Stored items
☆ ☆ ☆ ☆

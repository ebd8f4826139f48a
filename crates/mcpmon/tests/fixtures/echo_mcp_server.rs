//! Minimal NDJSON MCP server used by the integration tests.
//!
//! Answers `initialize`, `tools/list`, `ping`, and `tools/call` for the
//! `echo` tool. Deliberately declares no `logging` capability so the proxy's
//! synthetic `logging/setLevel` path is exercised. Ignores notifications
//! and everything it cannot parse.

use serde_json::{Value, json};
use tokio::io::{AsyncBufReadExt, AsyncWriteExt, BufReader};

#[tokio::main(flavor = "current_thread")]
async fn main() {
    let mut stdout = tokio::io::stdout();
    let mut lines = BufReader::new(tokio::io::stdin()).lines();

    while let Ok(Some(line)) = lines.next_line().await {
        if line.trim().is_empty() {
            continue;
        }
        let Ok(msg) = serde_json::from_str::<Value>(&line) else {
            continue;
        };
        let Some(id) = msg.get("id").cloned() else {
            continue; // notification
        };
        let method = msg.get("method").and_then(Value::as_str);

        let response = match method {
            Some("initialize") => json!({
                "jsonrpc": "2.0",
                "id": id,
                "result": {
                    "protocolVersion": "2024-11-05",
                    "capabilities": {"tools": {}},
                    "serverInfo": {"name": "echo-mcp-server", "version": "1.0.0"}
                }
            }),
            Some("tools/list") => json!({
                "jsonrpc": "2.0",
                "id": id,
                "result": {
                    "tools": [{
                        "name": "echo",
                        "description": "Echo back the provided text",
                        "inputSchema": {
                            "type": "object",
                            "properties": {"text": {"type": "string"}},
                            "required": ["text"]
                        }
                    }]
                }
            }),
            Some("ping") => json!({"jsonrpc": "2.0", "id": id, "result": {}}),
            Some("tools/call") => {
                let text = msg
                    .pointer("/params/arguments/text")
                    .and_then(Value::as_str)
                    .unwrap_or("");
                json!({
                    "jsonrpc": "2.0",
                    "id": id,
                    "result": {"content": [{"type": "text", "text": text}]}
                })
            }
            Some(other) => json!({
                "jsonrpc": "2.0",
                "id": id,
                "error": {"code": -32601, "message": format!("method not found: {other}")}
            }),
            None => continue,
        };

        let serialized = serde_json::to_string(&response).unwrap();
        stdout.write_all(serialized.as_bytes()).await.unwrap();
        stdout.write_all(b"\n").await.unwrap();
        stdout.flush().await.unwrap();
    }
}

☆ ☆ ☆ ☆

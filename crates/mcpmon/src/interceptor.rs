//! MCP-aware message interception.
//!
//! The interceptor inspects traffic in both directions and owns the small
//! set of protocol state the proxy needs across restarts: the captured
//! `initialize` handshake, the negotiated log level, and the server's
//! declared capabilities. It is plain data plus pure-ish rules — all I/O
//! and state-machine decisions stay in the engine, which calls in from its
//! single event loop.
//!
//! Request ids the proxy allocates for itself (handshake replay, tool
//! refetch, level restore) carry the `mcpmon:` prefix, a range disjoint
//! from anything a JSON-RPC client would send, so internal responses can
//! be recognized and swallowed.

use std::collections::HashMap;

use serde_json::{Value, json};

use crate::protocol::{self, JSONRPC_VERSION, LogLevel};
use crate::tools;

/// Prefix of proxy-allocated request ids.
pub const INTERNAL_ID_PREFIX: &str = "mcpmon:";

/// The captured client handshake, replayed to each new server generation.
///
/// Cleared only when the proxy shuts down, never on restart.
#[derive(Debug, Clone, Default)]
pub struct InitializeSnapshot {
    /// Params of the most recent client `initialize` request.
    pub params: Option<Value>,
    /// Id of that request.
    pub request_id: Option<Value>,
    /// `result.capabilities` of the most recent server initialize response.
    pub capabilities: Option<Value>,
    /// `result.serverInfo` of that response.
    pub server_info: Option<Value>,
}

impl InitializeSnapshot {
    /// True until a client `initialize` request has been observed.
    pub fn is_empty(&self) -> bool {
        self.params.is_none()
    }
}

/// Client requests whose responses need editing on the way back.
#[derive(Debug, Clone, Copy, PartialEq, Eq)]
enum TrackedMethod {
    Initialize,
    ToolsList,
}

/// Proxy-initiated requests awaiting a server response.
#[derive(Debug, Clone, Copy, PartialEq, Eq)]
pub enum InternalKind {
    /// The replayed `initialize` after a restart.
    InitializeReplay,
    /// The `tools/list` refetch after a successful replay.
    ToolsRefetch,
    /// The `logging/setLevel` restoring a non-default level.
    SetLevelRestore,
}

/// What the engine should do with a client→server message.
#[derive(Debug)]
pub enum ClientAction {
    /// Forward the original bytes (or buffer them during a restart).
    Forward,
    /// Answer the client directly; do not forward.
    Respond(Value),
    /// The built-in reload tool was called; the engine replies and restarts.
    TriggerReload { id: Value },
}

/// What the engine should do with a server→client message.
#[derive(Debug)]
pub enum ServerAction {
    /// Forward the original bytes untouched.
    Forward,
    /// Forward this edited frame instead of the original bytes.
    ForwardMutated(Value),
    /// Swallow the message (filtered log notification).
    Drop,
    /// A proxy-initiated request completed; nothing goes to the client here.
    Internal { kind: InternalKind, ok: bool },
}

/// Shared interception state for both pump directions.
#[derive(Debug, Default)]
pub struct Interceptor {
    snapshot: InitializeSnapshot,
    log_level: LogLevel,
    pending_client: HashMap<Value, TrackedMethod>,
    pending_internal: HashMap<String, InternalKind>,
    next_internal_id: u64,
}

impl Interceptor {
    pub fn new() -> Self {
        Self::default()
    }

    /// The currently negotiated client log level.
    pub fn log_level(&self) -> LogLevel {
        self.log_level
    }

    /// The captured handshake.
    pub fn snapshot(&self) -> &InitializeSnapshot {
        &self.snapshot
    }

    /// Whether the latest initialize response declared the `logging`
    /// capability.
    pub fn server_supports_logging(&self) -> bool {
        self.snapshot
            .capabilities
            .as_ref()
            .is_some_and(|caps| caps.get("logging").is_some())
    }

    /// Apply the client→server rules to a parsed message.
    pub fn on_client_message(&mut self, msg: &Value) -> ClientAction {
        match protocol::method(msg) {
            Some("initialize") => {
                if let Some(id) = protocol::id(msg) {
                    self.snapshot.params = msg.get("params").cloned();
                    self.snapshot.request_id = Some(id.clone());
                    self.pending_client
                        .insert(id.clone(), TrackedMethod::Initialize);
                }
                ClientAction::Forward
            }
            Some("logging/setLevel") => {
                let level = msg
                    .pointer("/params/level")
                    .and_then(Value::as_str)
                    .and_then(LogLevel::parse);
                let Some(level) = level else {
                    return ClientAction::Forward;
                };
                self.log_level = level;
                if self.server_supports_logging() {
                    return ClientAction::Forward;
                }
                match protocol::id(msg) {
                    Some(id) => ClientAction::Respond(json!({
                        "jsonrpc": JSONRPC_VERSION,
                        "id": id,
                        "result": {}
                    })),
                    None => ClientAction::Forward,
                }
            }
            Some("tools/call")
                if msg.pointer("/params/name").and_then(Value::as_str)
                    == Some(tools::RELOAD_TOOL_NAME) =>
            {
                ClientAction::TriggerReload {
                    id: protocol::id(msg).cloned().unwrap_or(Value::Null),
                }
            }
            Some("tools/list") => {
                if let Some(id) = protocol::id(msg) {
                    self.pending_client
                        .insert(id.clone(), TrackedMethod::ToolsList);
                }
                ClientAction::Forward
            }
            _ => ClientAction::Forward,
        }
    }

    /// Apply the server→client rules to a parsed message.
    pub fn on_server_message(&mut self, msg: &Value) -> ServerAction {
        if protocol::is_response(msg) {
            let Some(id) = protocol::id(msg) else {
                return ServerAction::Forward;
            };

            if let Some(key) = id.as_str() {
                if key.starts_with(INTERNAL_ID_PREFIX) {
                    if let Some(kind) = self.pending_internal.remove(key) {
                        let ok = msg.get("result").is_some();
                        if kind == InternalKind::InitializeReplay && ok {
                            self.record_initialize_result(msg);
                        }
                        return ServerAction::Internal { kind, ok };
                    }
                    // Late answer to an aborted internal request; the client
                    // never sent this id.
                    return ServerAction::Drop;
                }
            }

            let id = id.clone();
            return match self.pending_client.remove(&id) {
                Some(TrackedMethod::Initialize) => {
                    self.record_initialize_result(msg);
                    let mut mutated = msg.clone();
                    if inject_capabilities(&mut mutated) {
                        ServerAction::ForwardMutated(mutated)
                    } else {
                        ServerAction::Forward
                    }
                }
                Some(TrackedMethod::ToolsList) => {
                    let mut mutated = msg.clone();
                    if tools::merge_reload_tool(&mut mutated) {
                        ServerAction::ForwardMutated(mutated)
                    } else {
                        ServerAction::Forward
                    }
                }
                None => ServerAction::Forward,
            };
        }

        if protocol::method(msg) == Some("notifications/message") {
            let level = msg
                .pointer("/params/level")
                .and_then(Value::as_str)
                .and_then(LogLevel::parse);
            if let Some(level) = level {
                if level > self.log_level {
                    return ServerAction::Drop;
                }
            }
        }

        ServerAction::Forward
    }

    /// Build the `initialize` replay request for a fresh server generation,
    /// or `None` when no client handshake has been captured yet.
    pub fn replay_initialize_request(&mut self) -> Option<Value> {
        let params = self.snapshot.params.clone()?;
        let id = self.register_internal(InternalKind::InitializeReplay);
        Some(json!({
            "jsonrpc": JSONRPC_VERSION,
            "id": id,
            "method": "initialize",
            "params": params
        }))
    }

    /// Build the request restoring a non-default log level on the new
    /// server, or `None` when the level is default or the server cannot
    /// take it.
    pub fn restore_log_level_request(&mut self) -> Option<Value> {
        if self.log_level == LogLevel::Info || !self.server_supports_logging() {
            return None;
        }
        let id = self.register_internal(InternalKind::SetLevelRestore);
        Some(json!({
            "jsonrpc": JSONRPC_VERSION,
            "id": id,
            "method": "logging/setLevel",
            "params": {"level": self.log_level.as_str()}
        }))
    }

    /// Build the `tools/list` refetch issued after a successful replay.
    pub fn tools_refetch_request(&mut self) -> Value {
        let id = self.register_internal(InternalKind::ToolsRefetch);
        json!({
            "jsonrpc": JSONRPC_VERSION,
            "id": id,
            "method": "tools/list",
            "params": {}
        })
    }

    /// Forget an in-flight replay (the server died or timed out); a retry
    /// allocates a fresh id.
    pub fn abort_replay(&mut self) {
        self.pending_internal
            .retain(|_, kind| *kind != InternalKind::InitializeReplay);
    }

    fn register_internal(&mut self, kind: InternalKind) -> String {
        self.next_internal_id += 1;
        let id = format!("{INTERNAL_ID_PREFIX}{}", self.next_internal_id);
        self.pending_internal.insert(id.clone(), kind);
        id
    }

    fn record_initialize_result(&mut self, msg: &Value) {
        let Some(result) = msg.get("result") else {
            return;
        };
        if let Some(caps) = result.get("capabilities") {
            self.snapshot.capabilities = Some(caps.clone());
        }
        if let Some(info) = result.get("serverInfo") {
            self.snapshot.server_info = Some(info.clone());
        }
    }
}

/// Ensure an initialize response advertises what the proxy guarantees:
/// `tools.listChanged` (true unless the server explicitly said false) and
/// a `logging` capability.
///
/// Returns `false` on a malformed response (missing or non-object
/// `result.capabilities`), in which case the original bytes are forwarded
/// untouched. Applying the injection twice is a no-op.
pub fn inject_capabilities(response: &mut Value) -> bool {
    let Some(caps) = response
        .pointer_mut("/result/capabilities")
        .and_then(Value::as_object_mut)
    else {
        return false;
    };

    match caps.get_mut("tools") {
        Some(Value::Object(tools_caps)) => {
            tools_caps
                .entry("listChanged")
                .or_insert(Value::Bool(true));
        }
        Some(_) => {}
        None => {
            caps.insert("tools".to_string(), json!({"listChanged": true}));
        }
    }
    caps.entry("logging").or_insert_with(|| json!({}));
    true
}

☆ ☆ ☆ ☆

Task to complete
In the entries above, the lines from the one bearing "repository ebd8f4826139f48a" up to and including the one bearing "while let Ok(Some(line))" should be transcribed exactly; no other line is wanted.

Solution
repository ebd8f4826139f48a
filename crates/mcpmon/tests/fixtures/echo_mcp_server.rs
//! Minimal NDJSON MCP server used by the integration tests.
//!
//! Answers `initialize`, `tools/list`, `ping`, and `tools/call` for the
//! `echo` tool. Deliberately declares no `logging` capability so the proxy's
//! synthetic `logging/setLevel` path is exercised. Ignores notifications
//! and everything it cannot parse.

use serde_json::{Value, json};
use tokio::io::{AsyncBufReadExt, AsyncWriteExt, BufReader};

#[tokio::main(flavor = "current_thread")]
async fn main() {
    let mut stdout = tokio::io::stdout();
    let mut lines = BufReader::new(tokio::io::stdin()).lines();

    while let Ok(Some(line)) = lines.next_line().await {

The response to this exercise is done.